Cate Blanchett in lycra, where do we even begin? Not everyone was delighted with her involvement when the news broke out. There is no doubt about her acting prowess, but she also faltered a bit in the past, with her role in Indiana Jones often cited as a notable example. However, she was also Galadriel in the Lord of the Rings and was awesome in it. As ruthless and vengeful Hela, she is perfection. As seductive as she is sinister, she lends the character the right kind of flair that you just miss whenever she is not onscreen. Her headdress and her hair in the throne room scenes both deserve their own billing. It looks like another sibling is taking over the "Thoreal" endorsement from now on.

The plot is a simple case of sibling rivalry. The backbone of Thor's storyline has always been his dysfunctional relationship with his brother Loki. When you have two boys both in contention for a throne, things are bound to get messy. Add a sadistic goth of a sister to that equation and there will surely be blood before someone gets to sit on that damn chair. Of course, having a sister who can and will not hesitate to kick your ass to get what she wants makes everything even more interesting. This is, without a doubt, family dynamics at its best, which has always been the core theme of the franchise anyway.

Being a Natalie Portman fanboy, I'm also saddened that Jane has been written out of the MCU. Even so, we acknowledge how this is the easier way out since her involvement is no longer pivotal in moving the plot forward, as far as the bigger picture is concerned. While Earth plays a big role in the foreseeable future of the series, it simply did not factor in that much as a setting in the film's more than two-hour run. If anything, Jane's role as the bridge to the human world is no longer necessary, and taking her back to Asgard is out of the question as well. Bringing her onboard would translate to Thor getting stranded on Earth, but that's just not where all the action in this particular subplot takes place.

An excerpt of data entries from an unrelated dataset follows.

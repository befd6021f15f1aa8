//! Upload functions - push a finished snapshot to Cloud Storage
//!
//! Uses the JSON API's resumable protocol so large files go up in fixed-size
//! chunks instead of one long request, which times out on slow links.

use crate::ingestion::error::{IngestionError, Result};
use bytes::Bytes;
use reqwest::header::{HeaderMap, AUTHORIZATION, CONTENT_RANGE, CONTENT_TYPE, LOCATION, RANGE};
use reqwest::redirect::Policy;
use reqwest::{Client, StatusCode, Url};
use std::path::Path;
use std::time::Duration;
use tracing::{debug, info, warn};

pub const DEFAULT_UPLOAD_URL: &str = "https://storage.googleapis.com/upload/storage/v1";

/// Chunks must be a multiple of 256 KiB, except the last one
pub const CHUNK_ALIGNMENT: usize = 256 * 1024;
pub const DEFAULT_CHUNK_SIZE: usize = 5 * 1024 * 1024;

/// Resends allowed at an offset the server has not moved past
pub const MAX_STALLED_CHUNKS: u32 = 3;

/// Where and how to upload
#[derive(Debug, Clone)]
pub struct UploadTarget {
    pub api_base: String,
    pub bucket: String,
    pub access_token: String,
    pub chunk_size: usize,
}

impl UploadTarget {
    pub fn validate(&self) -> Result<()> {
        if self.bucket.trim().is_empty() {
            return Err(IngestionError::Config("bucket name is empty".to_string()));
        }
        if self.chunk_size == 0 || self.chunk_size % CHUNK_ALIGNMENT != 0 {
            return Err(IngestionError::Config(format!(
                "upload chunk size {} is not a positive multiple of {}",
                self.chunk_size, CHUNK_ALIGNMENT
            )));
        }
        Ok(())
    }
}

/// Object key for a local file, e.g. `real_estate/stamford_ct_zillow_2024-01-09.csv`
pub fn object_key(prefix: &str, file_name: &str) -> String {
    let prefix = prefix.trim_matches('/');
    if prefix.is_empty() {
        file_name.to_string()
    } else {
        format!("{}/{}", prefix, file_name)
    }
}

/// Client for upload sessions. A `308` is the protocol's "resume incomplete",
/// so redirects must not be followed.
pub fn build_upload_client(timeout: Duration) -> Result<Client> {
    Client::builder()
        .timeout(timeout)
        .redirect(Policy::none())
        .build()
        .map_err(IngestionError::from)
}

/// `Content-Range` value for one chunk of a `total`-byte upload
pub fn content_range(start: usize, end: usize, total: usize) -> String {
    format!("bytes {}-{}/{}", start, end, total)
}

/// Offset to resume from after a `308`: the server's `Range: bytes=0-N` means
/// N + 1 bytes are stored; no `Range` means nothing is.
pub fn resume_offset(headers: &HeaderMap) -> Result<usize> {
    let Some(value) = headers.get(RANGE) else {
        return Ok(0);
    };
    let text = value
        .to_str()
        .map_err(|_| IngestionError::Upload("unreadable Range header".to_string()))?;

    text.trim()
        .strip_prefix("bytes=0-")
        .and_then(|end| end.parse::<usize>().ok())
        .map(|end| end + 1)
        .ok_or_else(|| IngestionError::Upload(format!("unexpected Range header: {}", text)))
}

/// Upload `local_file` as `object_name`. Returns the number of bytes sent.
/// Each chunk resumes from what the server reports as stored. The upload either
/// completes or fails; a partial session is abandoned.
pub async fn upload_file(
    client: &Client,
    target: &UploadTarget,
    object_name: &str,
    local_file: &Path,
) -> Result<u64> {
    target.validate()?;

    let data = tokio::fs::read(local_file)
        .await
        .map_err(|e| IngestionError::io(local_file, e))?;
    let total = data.len();
    info!(
        "Uploading {:?} ({} bytes) to gs://{}/{}",
        local_file, total, target.bucket, object_name
    );

    let session = start_session(client, target, object_name, total).await?;
    let data = Bytes::from(data);

    if total == 0 {
        finalize(client, &session, 0).await?;
        return Ok(0);
    }

    let mut offset = 0;
    let mut stalled = 0;
    while offset < total {
        let end = (offset + target.chunk_size).min(total) - 1;
        let response = client
            .put(session.clone())
            .header(CONTENT_RANGE, content_range(offset, end, total))
            .body(data.slice(offset..=end))
            .send()
            .await?;
        let status = response.status();
        debug!("Chunk {}-{} responded {}", offset, end, status);

        if status == StatusCode::OK || status == StatusCode::CREATED {
            info!("Upload complete: gs://{}/{}", target.bucket, object_name);
            return Ok(total as u64);
        }
        if status != StatusCode::PERMANENT_REDIRECT {
            return Err(IngestionError::Upload(format!(
                "chunk {}-{} rejected: {}",
                offset, end, status
            )));
        }

        let next = resume_offset(response.headers())?;
        if next <= offset {
            stalled += 1;
            if stalled > MAX_STALLED_CHUNKS {
                return Err(IngestionError::Upload(format!(
                    "no progress past byte {} after {} attempts",
                    offset, stalled
                )));
            }
            warn!("Server kept {} bytes, resending from there", next);
        } else {
            stalled = 0;
            if next <= end {
                warn!("Server kept bytes up to {} of {}, resending the rest", next, end);
            }
        }
        offset = next;
    }

    // Every byte is stored but the server did not finish the object
    finalize(client, &session, total).await?;
    info!("Upload complete: gs://{}/{}", target.bucket, object_name);
    Ok(total as u64)
}

/// Ask the server to finish an upload whose bytes are all stored
async fn finalize(client: &Client, session: &Url, total: usize) -> Result<()> {
    let response = client
        .put(session.clone())
        .header(CONTENT_RANGE, format!("bytes */{}", total))
        .body(Bytes::new())
        .send()
        .await?;
    expect_complete(response.status())
}

/// Open a resumable session; the session URI comes back in `Location`
async fn start_session(
    client: &Client,
    target: &UploadTarget,
    object_name: &str,
    total: usize,
) -> Result<Url> {
    let endpoint = format!(
        "{}/b/{}/o",
        target.api_base.trim_end_matches('/'),
        target.bucket
    );
    let url = Url::parse_with_params(
        &endpoint,
        &[("uploadType", "resumable"), ("name", object_name)],
    )
    .map_err(|e| IngestionError::Config(format!("invalid upload URL {}: {}", endpoint, e)))?;

    let response = client
        .post(url)
        .header(AUTHORIZATION, format!("Bearer {}", target.access_token))
        .header(CONTENT_TYPE, "application/json; charset=UTF-8")
        .header("X-Upload-Content-Type", "text/csv")
        .header("X-Upload-Content-Length", total)
        .body("{}")
        .send()
        .await?;

    let status = response.status();
    if !status.is_success() {
        let body = response.text().await.unwrap_or_default();
        return Err(IngestionError::Upload(format!(
            "could not start upload session: {} {}",
            status, body
        )));
    }

    let location = response
        .headers()
        .get(LOCATION)
        .and_then(|v| v.to_str().ok())
        .ok_or_else(|| {
            IngestionError::Upload("upload session has no Location header".to_string())
        })?;

    Url::parse(location)
        .map_err(|e| IngestionError::Upload(format!("invalid session URI {}: {}", location, e)))
}

fn expect_complete(status: StatusCode) -> Result<()> {
    if status == StatusCode::OK || status == StatusCode::CREATED {
        Ok(())
    } else {
        Err(IngestionError::Upload(format!(
            "upload not finalized: {}",
            status
        )))
    }
}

Waititi might have gone a bit overboard in terms of humor, though. Almost every line is laced with a joke that it seems as though Thor is also aiming to be the God of Punchlines now. The arrogant and uptight son of Odin is finally lightening up and is suddenly taking the role of the class clown. He is no longer the alien, he is now your bro. His banter with Banner is hilarious, which is not at all surprising because the chemistry between the two has always been palpable since the Avengers came out a couple of years ago. If anyone was going to bro down it was obviously going to be the two of them. This bromance is a welcome sigh of relief on the heels of Iron Man and Captain America parting ways, and brings hope for a more united front in the next Avengers outing.